• Activity
Whenever a line in the records below contains "frontend", pick it out.

Dataset entries

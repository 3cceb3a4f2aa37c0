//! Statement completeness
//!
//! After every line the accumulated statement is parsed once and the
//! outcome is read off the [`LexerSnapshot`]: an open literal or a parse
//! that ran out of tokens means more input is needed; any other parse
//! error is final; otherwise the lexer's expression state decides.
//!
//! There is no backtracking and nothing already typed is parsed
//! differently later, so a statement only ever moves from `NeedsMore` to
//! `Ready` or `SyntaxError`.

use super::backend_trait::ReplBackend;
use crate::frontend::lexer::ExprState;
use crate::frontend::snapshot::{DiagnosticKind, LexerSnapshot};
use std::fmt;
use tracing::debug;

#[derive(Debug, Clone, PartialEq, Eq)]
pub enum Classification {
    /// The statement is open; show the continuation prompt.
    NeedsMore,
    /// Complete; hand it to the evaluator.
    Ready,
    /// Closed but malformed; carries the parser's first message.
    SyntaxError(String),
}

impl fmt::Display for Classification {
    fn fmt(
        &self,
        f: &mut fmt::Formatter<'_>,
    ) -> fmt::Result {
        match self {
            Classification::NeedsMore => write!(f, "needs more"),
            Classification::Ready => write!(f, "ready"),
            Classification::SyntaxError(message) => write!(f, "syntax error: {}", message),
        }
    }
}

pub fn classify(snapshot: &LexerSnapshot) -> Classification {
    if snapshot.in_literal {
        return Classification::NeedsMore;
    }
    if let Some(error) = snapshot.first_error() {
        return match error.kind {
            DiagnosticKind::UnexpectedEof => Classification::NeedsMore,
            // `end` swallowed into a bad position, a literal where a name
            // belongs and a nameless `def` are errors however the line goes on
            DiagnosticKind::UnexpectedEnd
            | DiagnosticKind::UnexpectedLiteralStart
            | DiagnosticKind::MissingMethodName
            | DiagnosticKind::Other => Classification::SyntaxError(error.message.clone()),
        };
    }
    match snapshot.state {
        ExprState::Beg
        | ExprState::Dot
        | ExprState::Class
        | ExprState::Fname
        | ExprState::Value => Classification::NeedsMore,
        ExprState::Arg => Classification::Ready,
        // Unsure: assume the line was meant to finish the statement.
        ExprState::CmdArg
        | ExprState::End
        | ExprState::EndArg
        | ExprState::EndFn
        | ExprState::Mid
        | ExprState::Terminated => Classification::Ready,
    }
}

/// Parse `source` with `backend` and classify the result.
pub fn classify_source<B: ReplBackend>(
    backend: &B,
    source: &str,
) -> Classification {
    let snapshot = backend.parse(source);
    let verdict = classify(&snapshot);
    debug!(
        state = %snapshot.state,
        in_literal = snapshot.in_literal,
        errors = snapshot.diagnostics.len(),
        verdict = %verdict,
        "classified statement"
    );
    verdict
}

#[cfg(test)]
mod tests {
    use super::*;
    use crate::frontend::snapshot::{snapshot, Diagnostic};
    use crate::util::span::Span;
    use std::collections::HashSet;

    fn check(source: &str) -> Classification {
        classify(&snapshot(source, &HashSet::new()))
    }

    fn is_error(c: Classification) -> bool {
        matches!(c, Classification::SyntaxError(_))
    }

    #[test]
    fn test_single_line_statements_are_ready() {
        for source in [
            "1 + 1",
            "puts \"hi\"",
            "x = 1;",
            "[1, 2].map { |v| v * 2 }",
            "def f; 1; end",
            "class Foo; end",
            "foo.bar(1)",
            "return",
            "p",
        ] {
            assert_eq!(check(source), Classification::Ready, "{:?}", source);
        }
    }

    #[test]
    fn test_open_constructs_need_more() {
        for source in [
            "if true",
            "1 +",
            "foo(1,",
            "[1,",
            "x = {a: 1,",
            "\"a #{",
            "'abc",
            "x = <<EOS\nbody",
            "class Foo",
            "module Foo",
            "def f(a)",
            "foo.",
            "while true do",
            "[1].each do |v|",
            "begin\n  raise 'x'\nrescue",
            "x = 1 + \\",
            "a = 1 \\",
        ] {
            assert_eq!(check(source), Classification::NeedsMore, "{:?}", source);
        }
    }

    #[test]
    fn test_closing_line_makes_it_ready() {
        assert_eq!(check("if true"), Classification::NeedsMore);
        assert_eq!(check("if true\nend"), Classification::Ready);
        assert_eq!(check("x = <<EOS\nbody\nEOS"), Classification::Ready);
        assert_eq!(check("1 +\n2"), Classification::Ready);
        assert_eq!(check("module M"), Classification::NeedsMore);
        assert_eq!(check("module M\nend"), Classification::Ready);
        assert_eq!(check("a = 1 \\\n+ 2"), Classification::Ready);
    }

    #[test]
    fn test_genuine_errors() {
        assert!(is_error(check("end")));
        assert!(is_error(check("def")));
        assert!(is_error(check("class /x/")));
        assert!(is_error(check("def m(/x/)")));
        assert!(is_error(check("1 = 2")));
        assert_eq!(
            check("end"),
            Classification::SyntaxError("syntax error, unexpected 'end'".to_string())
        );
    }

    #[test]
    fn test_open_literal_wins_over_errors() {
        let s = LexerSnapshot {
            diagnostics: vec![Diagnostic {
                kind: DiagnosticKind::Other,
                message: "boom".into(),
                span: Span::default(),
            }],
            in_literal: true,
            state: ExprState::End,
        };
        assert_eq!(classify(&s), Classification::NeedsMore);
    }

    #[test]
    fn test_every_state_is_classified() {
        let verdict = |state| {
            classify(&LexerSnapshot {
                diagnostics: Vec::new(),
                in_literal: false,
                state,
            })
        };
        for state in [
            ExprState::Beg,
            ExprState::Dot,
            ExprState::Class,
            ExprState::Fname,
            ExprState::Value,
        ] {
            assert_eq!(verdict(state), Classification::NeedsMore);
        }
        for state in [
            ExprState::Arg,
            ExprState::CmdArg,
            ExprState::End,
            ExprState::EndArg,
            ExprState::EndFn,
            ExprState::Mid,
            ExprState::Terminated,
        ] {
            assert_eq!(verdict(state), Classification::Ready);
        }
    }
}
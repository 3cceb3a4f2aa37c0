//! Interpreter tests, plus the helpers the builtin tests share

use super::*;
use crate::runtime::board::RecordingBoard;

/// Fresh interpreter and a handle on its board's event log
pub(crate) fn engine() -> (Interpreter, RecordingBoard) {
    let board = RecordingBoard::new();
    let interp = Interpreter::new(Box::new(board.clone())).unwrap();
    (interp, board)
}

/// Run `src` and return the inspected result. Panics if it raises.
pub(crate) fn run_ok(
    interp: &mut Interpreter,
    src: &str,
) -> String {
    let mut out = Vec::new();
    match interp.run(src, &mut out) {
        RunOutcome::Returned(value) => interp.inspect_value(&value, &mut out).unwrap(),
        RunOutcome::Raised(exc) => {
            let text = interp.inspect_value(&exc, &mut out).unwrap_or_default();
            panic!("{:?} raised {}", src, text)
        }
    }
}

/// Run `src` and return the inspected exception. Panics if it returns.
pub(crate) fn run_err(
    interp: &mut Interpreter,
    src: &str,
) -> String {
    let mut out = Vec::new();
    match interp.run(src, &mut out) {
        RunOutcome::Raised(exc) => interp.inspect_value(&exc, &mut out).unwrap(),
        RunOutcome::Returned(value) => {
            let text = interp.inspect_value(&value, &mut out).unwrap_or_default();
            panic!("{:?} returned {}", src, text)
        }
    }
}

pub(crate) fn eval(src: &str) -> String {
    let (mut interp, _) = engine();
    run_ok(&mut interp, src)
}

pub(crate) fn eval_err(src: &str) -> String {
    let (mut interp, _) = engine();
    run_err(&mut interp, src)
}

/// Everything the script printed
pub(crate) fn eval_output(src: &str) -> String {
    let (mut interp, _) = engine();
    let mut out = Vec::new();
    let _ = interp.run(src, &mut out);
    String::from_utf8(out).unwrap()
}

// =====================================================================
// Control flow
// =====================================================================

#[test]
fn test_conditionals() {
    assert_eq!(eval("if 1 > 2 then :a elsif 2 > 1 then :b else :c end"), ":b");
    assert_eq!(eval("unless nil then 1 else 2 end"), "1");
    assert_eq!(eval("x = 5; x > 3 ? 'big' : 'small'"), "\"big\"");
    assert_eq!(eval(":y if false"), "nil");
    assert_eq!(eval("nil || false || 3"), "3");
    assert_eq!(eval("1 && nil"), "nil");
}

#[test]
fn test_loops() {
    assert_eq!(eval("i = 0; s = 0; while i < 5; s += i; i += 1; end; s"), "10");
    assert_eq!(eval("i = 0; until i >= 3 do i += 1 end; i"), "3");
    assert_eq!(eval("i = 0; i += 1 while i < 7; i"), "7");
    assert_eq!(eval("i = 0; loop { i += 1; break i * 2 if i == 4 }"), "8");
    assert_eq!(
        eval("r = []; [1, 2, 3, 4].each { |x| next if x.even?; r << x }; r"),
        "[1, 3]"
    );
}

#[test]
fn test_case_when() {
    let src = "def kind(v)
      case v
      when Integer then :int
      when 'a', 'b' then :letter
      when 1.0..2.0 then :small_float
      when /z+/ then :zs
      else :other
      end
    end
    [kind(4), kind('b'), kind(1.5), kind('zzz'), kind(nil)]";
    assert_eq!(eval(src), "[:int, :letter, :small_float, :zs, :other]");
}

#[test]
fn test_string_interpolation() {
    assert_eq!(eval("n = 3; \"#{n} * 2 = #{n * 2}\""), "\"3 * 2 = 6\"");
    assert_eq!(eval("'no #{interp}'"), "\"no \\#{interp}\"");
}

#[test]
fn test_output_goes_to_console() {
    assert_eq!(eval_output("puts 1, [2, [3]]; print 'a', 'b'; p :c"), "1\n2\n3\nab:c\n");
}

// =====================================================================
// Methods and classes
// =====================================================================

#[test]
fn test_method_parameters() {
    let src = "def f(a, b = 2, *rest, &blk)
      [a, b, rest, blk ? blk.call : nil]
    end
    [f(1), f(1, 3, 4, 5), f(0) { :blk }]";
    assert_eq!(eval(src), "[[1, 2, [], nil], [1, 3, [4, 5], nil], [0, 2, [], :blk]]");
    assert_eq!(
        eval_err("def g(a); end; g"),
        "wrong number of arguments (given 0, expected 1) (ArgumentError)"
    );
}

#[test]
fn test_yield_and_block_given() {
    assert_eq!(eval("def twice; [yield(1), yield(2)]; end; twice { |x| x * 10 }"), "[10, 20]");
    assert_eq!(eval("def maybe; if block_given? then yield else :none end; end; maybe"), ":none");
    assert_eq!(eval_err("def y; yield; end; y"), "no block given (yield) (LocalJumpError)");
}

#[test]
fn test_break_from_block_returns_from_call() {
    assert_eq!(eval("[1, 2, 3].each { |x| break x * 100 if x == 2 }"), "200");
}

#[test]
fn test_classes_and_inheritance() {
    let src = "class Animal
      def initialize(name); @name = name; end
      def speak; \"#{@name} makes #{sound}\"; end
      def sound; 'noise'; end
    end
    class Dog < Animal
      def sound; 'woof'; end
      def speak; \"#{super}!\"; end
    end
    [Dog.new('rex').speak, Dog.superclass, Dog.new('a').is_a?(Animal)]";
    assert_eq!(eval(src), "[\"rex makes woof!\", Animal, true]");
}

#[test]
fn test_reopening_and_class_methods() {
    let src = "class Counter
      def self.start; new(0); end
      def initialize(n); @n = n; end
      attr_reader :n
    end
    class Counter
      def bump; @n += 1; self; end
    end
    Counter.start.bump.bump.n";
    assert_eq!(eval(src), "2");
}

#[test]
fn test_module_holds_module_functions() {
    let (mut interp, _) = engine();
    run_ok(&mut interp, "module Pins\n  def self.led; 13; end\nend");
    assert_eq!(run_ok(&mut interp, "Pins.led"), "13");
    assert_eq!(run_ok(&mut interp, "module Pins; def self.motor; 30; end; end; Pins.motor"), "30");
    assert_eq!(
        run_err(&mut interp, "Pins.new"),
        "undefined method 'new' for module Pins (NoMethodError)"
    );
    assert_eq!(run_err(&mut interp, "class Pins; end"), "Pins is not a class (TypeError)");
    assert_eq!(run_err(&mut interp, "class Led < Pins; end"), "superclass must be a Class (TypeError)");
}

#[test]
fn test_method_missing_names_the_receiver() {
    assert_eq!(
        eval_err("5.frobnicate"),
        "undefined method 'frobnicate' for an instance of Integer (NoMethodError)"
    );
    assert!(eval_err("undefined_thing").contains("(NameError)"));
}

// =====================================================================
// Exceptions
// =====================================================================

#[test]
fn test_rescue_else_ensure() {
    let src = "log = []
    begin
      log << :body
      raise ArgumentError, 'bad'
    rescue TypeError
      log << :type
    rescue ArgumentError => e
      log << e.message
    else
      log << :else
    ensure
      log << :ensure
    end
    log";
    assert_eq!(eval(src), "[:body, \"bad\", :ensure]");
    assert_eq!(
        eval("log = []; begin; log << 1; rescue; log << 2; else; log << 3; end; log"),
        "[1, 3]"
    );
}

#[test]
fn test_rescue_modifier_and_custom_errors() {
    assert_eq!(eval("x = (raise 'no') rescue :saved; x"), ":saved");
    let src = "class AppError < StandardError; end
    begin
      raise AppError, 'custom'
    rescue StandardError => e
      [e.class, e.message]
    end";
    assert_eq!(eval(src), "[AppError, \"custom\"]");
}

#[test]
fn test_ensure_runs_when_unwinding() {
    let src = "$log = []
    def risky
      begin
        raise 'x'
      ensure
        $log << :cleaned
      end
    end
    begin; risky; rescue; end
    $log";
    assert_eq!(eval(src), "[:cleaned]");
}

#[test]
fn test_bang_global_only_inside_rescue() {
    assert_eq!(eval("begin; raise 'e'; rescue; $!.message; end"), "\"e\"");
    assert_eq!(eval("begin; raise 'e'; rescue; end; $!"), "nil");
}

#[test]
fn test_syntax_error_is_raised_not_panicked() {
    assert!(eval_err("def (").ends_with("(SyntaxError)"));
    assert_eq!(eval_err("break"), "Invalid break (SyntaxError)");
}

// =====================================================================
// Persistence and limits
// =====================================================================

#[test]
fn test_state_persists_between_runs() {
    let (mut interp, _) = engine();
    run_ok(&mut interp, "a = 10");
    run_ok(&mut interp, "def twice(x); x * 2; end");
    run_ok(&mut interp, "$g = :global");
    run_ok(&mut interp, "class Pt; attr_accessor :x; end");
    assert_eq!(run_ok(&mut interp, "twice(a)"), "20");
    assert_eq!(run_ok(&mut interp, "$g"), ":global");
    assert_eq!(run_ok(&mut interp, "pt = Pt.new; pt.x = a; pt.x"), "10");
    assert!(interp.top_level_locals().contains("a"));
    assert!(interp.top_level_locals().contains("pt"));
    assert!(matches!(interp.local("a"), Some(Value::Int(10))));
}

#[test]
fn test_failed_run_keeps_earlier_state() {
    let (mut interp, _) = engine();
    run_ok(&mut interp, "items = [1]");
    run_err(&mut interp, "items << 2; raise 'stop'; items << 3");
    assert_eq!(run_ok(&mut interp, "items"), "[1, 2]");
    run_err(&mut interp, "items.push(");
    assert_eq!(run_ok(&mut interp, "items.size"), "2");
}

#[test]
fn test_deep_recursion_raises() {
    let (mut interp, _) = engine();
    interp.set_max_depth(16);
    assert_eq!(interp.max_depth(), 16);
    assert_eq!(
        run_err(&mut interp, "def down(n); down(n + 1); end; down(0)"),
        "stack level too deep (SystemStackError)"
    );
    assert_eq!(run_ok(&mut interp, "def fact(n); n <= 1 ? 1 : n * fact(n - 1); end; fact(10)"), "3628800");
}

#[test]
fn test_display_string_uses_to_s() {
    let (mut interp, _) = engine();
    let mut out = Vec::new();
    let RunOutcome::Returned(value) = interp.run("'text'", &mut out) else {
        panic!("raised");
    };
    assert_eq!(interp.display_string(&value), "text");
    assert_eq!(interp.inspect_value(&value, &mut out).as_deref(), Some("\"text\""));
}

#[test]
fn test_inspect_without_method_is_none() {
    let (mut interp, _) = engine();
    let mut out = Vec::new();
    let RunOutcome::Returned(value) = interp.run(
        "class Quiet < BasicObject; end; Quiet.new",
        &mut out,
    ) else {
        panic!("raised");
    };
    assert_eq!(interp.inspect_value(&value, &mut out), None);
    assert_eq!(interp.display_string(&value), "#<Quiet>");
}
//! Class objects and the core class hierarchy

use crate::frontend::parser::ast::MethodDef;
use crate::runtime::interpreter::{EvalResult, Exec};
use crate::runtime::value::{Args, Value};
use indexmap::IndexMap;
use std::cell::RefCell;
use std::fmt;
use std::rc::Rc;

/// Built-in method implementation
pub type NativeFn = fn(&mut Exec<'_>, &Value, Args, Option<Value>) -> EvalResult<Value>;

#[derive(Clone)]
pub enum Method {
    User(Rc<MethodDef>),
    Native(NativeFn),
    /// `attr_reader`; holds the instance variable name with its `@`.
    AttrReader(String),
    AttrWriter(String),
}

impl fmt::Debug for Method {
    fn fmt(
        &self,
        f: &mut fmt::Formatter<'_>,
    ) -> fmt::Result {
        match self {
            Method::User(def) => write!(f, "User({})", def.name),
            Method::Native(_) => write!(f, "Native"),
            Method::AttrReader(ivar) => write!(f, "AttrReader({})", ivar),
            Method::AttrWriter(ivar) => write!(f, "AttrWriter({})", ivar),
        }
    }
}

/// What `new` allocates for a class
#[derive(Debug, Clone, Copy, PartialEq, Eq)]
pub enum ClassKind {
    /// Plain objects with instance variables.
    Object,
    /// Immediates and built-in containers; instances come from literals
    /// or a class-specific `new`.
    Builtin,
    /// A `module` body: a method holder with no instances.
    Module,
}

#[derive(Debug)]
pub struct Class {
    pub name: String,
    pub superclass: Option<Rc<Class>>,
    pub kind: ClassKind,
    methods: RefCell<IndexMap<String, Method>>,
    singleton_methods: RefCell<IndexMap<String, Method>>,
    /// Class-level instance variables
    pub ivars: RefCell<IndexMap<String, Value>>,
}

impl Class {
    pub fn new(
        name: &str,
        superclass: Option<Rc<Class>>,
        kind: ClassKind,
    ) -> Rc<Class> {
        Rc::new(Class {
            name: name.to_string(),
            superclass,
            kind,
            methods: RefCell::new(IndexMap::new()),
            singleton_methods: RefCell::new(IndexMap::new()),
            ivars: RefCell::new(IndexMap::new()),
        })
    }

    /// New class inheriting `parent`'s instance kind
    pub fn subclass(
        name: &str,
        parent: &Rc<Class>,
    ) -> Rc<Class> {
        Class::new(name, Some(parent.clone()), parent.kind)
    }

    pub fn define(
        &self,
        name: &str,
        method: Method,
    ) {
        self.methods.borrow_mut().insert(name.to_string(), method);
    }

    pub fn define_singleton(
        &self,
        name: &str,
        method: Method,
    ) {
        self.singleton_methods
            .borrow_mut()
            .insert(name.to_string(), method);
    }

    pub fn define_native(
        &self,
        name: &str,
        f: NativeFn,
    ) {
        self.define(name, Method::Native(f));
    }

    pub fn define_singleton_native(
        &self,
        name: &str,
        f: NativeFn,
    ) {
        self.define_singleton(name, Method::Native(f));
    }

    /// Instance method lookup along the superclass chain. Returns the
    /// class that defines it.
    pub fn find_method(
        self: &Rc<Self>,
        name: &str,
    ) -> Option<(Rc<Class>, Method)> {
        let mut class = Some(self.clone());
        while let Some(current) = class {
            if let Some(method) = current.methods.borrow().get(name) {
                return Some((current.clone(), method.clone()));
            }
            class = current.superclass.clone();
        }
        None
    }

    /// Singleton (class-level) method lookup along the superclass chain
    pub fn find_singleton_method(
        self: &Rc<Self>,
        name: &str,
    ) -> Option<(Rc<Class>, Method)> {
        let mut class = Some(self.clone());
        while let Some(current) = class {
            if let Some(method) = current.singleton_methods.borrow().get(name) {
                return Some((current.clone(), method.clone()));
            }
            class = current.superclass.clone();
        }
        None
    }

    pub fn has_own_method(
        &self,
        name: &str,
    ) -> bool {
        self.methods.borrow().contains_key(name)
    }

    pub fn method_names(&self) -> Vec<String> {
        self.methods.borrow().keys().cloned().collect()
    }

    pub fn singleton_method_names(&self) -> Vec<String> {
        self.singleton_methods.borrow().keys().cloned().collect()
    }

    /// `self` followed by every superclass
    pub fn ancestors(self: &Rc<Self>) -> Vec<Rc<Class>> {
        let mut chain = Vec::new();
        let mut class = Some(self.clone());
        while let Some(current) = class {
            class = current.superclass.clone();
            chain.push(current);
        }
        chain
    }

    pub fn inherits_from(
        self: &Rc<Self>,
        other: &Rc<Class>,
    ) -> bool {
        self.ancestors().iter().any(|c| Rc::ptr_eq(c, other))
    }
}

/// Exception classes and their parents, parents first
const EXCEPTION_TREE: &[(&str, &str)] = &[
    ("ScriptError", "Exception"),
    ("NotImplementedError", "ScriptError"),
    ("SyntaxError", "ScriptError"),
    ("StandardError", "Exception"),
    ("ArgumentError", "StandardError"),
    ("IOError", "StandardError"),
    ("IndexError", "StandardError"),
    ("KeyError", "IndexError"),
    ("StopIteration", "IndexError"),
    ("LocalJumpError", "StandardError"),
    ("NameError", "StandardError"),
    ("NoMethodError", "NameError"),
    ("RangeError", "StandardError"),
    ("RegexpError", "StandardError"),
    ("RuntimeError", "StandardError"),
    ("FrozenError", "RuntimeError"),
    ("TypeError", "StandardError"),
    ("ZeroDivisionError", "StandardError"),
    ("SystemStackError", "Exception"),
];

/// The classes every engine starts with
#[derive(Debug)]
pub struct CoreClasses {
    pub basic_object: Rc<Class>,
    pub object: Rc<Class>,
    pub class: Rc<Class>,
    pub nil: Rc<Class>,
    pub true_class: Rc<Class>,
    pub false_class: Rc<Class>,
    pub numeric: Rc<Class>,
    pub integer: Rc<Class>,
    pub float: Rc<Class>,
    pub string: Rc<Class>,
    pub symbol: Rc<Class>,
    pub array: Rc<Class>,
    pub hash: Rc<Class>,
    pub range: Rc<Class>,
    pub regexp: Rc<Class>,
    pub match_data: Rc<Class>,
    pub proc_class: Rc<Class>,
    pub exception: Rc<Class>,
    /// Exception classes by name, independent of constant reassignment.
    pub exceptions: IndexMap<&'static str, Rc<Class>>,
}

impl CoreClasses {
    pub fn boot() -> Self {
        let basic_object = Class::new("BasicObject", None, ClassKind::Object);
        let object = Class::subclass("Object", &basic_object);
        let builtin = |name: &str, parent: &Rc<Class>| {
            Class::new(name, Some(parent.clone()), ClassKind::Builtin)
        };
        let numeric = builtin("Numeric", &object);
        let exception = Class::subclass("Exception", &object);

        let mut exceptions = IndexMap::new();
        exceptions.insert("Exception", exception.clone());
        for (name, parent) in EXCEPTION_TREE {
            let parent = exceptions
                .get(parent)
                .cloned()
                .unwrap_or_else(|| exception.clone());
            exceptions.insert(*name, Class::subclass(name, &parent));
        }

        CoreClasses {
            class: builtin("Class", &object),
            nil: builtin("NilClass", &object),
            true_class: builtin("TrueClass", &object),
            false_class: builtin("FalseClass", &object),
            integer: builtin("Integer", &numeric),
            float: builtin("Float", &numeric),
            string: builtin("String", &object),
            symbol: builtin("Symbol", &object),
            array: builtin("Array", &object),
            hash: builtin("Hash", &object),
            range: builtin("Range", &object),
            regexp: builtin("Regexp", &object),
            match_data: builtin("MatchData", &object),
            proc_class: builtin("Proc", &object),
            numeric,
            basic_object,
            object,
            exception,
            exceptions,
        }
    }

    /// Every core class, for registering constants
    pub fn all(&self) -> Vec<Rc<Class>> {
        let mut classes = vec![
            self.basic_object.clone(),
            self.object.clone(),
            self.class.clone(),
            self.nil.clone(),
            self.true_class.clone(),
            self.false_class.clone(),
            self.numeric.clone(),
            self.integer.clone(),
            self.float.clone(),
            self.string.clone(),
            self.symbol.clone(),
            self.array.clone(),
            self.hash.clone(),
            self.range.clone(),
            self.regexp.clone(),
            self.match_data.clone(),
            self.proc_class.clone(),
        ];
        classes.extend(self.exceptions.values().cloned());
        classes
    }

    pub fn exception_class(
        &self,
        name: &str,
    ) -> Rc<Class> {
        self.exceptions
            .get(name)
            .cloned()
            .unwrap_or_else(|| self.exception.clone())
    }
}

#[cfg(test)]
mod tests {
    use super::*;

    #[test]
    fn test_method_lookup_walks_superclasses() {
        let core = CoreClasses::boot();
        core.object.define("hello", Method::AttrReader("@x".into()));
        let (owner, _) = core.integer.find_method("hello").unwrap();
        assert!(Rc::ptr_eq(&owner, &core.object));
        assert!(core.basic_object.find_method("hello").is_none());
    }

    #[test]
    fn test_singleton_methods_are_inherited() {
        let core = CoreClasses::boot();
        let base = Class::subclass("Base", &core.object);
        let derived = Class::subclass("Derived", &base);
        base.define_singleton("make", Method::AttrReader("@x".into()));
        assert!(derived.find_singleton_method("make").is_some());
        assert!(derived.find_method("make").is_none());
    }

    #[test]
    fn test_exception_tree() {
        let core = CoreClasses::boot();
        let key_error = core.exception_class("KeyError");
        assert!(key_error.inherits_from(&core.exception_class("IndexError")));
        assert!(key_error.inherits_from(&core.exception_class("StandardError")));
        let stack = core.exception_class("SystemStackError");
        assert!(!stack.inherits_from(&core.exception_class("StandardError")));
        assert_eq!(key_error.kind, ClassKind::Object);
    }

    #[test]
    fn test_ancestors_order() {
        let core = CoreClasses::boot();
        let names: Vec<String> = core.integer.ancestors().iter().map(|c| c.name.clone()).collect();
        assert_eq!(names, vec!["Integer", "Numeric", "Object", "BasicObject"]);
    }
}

• Problem solution
use crate::frontend::lexer::ExprState;
use crate::frontend::snapshot::{DiagnosticKind, LexerSnapshot};
    use crate::frontend::snapshot::{snapshot, Diagnostic};
use crate::frontend::parser::ast::MethodDef;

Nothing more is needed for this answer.